The interior department’s report includes a list of the boarding schools in some states or territories that operated between 1819 and 1969 that had a housing component and received support from the federal government. Oklahoma for example had the most, 76, followed by the states of Arizona with 47 and New Mexico with 43. All three states still have a significant Native American population.
In May, as part of a U.S. government probe found 53 "marked or unmarked burial sites".
The preliminary findings noted that "the federal policies that attempted to wipe out Native identity, language and culture continue to manifest in the pain tribal communities face today, we must shed light on the unspoken traumas of the past."
Activists and researchers say about half the schools were run for the government by or supported by churches.

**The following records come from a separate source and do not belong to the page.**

//! Resolution of "which checkpoint" without a secondary index

use crate::key::{CheckpointKey, KeyCodec};
use crate::record::{CheckpointRecord, CheckpointRecordStore};
use langgraph_checkpoint::{CheckpointError, Result};

/// Decode the keys of scanned records, dropping (and logging) corrupt ones
/// and any record outside `(thread_id, checkpoint_ns)`.
pub fn decode_scanned(
    codec: &KeyCodec,
    thread_id: &str,
    checkpoint_ns: Option<&str>,
    records: Vec<CheckpointRecord>,
) -> Vec<(CheckpointKey, CheckpointRecord)> {
    records
        .into_iter()
        .filter_map(|record| match codec.decode_checkpoint_key(&record.checkpoint_key) {
            Ok(key) => Some((key, record)),
            Err(e) => {
                tracing::warn!(
                    thread_id,
                    checkpoint_key = %record.checkpoint_key,
                    error = %e,
                    "Skipping checkpoint record with malformed key"
                );
                None
            }
        })
        .filter(|(key, _)| {
            key.thread_id == thread_id && checkpoint_ns.map_or(true, |ns| key.checkpoint_ns == ns)
        })
        .collect()
}

/// Find the checkpoint addressed by `(thread_id, checkpoint_ns, checkpoint_id)`.
///
/// An explicit id resolves directly, without touching the store; existence is
/// checked by the subsequent point read. Without an id the namespace is
/// scanned and the greatest id under string ordering wins.
pub async fn resolve<S>(
    store: &S,
    codec: &KeyCodec,
    thread_id: &str,
    checkpoint_ns: &str,
    checkpoint_id: Option<&str>,
) -> Result<Option<CheckpointKey>>
where
    S: CheckpointRecordStore + ?Sized,
{
    if let Some(checkpoint_id) = checkpoint_id {
        return Ok(Some(CheckpointKey::new(thread_id, checkpoint_ns, checkpoint_id)));
    }

    let records = store.scan_checkpoints(thread_id, Some(checkpoint_ns)).await?;
    let latest = decode_scanned(codec, thread_id, Some(checkpoint_ns), records)
        .into_iter()
        .map(|(key, _)| key)
        .max_by(|a, b| a.checkpoint_id.cmp(&b.checkpoint_id));

    tracing::debug!(
        thread_id,
        checkpoint_ns,
        latest = ?latest.as_ref().map(|k| k.checkpoint_id.as_str()),
        "Resolved latest checkpoint"
    );
    Ok(latest)
}

/// Keep ids strictly below `before`, newest first, truncated to `limit`
pub fn order_for_listing(
    mut entries: Vec<(CheckpointKey, CheckpointRecord)>,
    before: Option<&str>,
    limit: Option<usize>,
) -> Vec<(CheckpointKey, CheckpointRecord)> {
    if let Some(before) = before {
        entries.retain(|(key, _)| key.checkpoint_id.as_str() < before);
    }
    entries.sort_by(|(a, _), (b, _)| b.checkpoint_id.cmp(&a.checkpoint_id));
    if let Some(limit) = limit {
        entries.truncate(limit);
    }
    entries
}

/// Decode the key of a record fetched by point read, insisting it matches
pub fn decode_fetched(codec: &KeyCodec, expected: &CheckpointKey, record: &CheckpointRecord) -> Result<CheckpointKey> {
    let key = codec.decode_checkpoint_key(&record.checkpoint_key)?;
    if &key != expected {
        return Err(CheckpointError::malformed_key(
            &record.checkpoint_key,
            format!("record stored under '{}'", codec.encode_checkpoint(expected)),
        ));
    }
    Ok(key)
}
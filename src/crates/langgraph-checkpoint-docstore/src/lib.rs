//! # langgraph-checkpoint-docstore - Checkpoints in Document Stores
//!
//! A [`CheckpointSaver`](langgraph_checkpoint::CheckpointSaver) for schemaless
//! document databases that offer point reads, upserts and some form of scan,
//! but no secondary indexes and no multi-document transactions.
//!
//! ## How Records Are Addressed
//!
//! Every record carries a composite string key built by the [`KeyCodec`]:
//!
//! ```text
//! checkpoint$<thread_id>$<checkpoint_ns>$<checkpoint_id>
//! writes$<thread_id>$<checkpoint_ns>$<checkpoint_id>$<task_id>$<idx>
//! ```
//!
//! - **Latest checkpoint** - scan the `(thread, namespace)` prefix and take the
//!   greatest id; ids sort chronologically as strings, so no pointer record is
//!   kept
//! - **History** - the same scan, filtered by `before`, sorted newest first
//! - **Pending writes** - scan the checkpoint's write prefix, order by `idx`
//!
//! ## Backends
//!
//! | Backend | Client trait | Layout |
//! |---------|--------------|--------|
//! | Partitioned | [`PartitionedClient`] | one container, partition = thread, id = full key |
//! | Collections | [`CollectionClient`] | `checkpoints/<thread>/<ns>/<id>`, one document per write |
//!
//! Both ship an in-memory client for development and tests. Production clients
//! wrap a vendor SDK and are injected behind an `Arc`.
//!
//! ## Quick Start
//!
//! ```rust,no_run
//! use futures::StreamExt;
//! use langgraph_checkpoint::{Checkpoint, CheckpointConfig, CheckpointMetadata, CheckpointSaver};
//! use langgraph_checkpoint_docstore::{DocStoreConfig, DocumentCheckpointSaver, InMemoryCollectionClient};
//! use std::{collections::HashMap, sync::Arc};
//!
//! #[tokio::main]
//! async fn main() -> Result<(), Box<dyn std::error::Error>> {
//!     let saver = DocumentCheckpointSaver::collections(
//!         Arc::new(InMemoryCollectionClient::new()),
//!         DocStoreConfig::from_env()?,
//!     )?;
//!
//!     let thread = CheckpointConfig::new().with_thread_id("thread-1".to_string());
//!     let first = saver
//!         .put(&thread, Checkpoint::empty(), CheckpointMetadata::new().with_step(0), HashMap::new())
//!         .await?;
//!     saver
//!         .put(&first, Checkpoint::empty(), CheckpointMetadata::new().with_step(1), HashMap::new())
//!         .await?;
//!
//!     let mut history = saver.list(Some(&thread), None, None, None).await?;
//!     while let Some(tuple) = history.next().await {
//!         let tuple = tuple?;
//!         println!("{:?} <- {:?}", tuple.config.checkpoint_id, tuple.parent_config);
//!     }
//!     Ok(())
//! }
//! ```
//!
//! ## Module Organization
//!
//! - [`key`] - composite key encoding and decoding
//! - [`encoding`] - typed, base64-escaped payloads
//! - [`record`] - stored record layout and the backend store traits
//! - [`resolver`] - latest-checkpoint resolution and listing order
//! - [`assembler`] - tuple reconstruction and pending-write ordering
//! - [`saver`] - [`DocumentCheckpointSaver`]
//! - [`backends`] - partitioned and nested-collection adapters
//! - [`config`] - [`DocStoreConfig`]

pub mod assembler;
pub mod backends;
pub mod config;
pub mod encoding;
pub mod key;
pub mod record;
pub mod resolver;
pub mod saver;

pub use backends::{
    CollectionClient, CollectionStore, InMemoryCollectionClient, InMemoryPartitionedClient,
    PartitionedClient, PartitionedStore,
};
pub use config::DocStoreConfig;
pub use encoding::{EncodedValue, StorageSerde};
pub use key::{CheckpointKey, KeyCodec, WriteKey};
pub use record::{CheckpointRecord, CheckpointRecordStore, WriteRecord, WriteRecordStore};
pub use saver::{reserved_write_idx, write_idx, DocumentCheckpointSaver};
//! Saver configuration
//!
//! Values come from defaults, a YAML/JSON document, or environment variables:
//!
//! | Variable | Field | Default |
//! |----------|-------|---------|
//! | `CHECKPOINT_KEY_SEPARATOR` | `key_separator` | `$` |
//! | `CHECKPOINT_DEFAULT_NAMESPACE` | `default_namespace` | `default` |
//! | `CHECKPOINT_CHECKPOINTS_COLLECTION` | `checkpoints_collection` | `checkpoints` |
//! | `CHECKPOINT_WRITES_COLLECTION` | `writes_collection` | `writes` |

use crate::key::{KeyCodec, DEFAULT_SEPARATOR};
use langgraph_checkpoint::{CheckpointError, Result};
use serde::Deserialize;
use std::path::Path;

pub const ENV_KEY_SEPARATOR: &str = "CHECKPOINT_KEY_SEPARATOR";
pub const ENV_DEFAULT_NAMESPACE: &str = "CHECKPOINT_DEFAULT_NAMESPACE";
pub const ENV_CHECKPOINTS_COLLECTION: &str = "CHECKPOINT_CHECKPOINTS_COLLECTION";
pub const ENV_WRITES_COLLECTION: &str = "CHECKPOINT_WRITES_COLLECTION";

/// Settings shared by the saver and its backend adapters
#[derive(Debug, Clone, PartialEq, Eq, Deserialize)]
#[serde(default)]
pub struct DocStoreConfig {
    /// Separator of composite keys
    pub key_separator: char,

    /// Namespace used when the caller passes none (or an empty one)
    pub default_namespace: String,

    /// Top-level collection holding checkpoints (nested backend)
    pub checkpoints_collection: String,

    /// Top-level collection holding pending writes (nested backend)
    pub writes_collection: String,
}

impl Default for DocStoreConfig {
    fn default() -> Self {
        Self {
            key_separator: DEFAULT_SEPARATOR,
            default_namespace: "default".to_string(),
            checkpoints_collection: "checkpoints".to_string(),
            writes_collection: "writes".to_string(),
        }
    }
}

impl DocStoreConfig {
    /// Defaults overridden by any `CHECKPOINT_*` variables that are set
    pub fn from_env() -> Result<Self> {
        let mut config = Self::default();
        if let Ok(value) = std::env::var(ENV_KEY_SEPARATOR) {
            config.key_separator = parse_separator(&value)?;
        }
        if let Ok(value) = std::env::var(ENV_DEFAULT_NAMESPACE) {
            config.default_namespace = value;
        }
        if let Ok(value) = std::env::var(ENV_CHECKPOINTS_COLLECTION) {
            config.checkpoints_collection = value;
        }
        if let Ok(value) = std::env::var(ENV_WRITES_COLLECTION) {
            config.writes_collection = value;
        }
        config.validate()?;
        Ok(config)
    }

    /// Parse a YAML document (JSON is accepted as a YAML subset)
    pub fn from_yaml_str(text: &str) -> Result<Self> {
        let config: Self = serde_yaml::from_str(text)
            .map_err(|e| CheckpointError::Config(format!("Invalid config document: {}", e)))?;
        config.validate()?;
        Ok(config)
    }

    pub fn from_file(path: impl AsRef<Path>) -> Result<Self> {
        let path = path.as_ref();
        let text = std::fs::read_to_string(path).map_err(|e| {
            CheckpointError::Config(format!("Failed to read {}: {}", path.display(), e))
        })?;
        Self::from_yaml_str(&text)
    }

    pub fn validate(&self) -> Result<()> {
        if self.key_separator.is_alphanumeric() || self.key_separator.is_whitespace() {
            return Err(CheckpointError::Config(format!(
                "key_separator '{}' must be a punctuation character",
                self.key_separator
            )));
        }
        for (field, value) in [
            ("default_namespace", &self.default_namespace),
            ("checkpoints_collection", &self.checkpoints_collection),
            ("writes_collection", &self.writes_collection),
        ] {
            if value.is_empty() {
                return Err(CheckpointError::Config(format!("{} must not be empty", field)));
            }
        }
        if self.default_namespace.contains(self.key_separator) {
            return Err(CheckpointError::Config(format!(
                "default_namespace '{}' contains the key separator",
                self.default_namespace
            )));
        }
        Ok(())
    }

    pub fn codec(&self) -> KeyCodec {
        KeyCodec::new(self.key_separator)
    }

    /// Map an absent or empty namespace onto the default one
    pub fn namespace<'a>(&'a self, checkpoint_ns: Option<&'a str>) -> &'a str {
        match checkpoint_ns {
            Some(ns) if !ns.is_empty() => ns,
            _ => &self.default_namespace,
        }
    }
}

fn parse_separator(value: &str) -> Result<char> {
    let mut chars = value.chars();
    match (chars.next(), chars.next()) {
        (Some(c), None) => Ok(c),
        _ => Err(CheckpointError::Config(format!(
            "{} must be a single character, got '{}'",
            ENV_KEY_SEPARATOR, value
        ))),
    }
}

Many children were abused at the schools, and tens of thousands were never seen again.
The report noted that "rampant physical, sexual, and emotional abuse" took place at the schools and is well documented,”
The next goals of the investigation are to estimate the number of kids who attended the schools and just as important is finding more burial sites as well as identify how much federal funds went to churches that took part in the school system, among other issues.
Many who survive nationwide are said to be hesitant about recounting their traumatic past and then trust the same governance whose policies were to eradicate their tribes and, later, assimilate them under the disguise of providing education.
Experts say the first report in May on the investigation had barely scratched the surface of what needs to be examined.
The Interior Department identified more than 98 million pages of documents that may relate to the boarding school system that still need to be evaluated. Tens of millions more pages at regional branches of the National Archives and Records Administration must also be examined.
Deborah Parker, head of the National Native American Boarding School Healing Coalition that's assisting the Interior Department in its investigation, said "our children had names. Our children had families. Our children have their own languages, our children had their own regalia, prayers, and religion before Indian boarding schools violently took them away."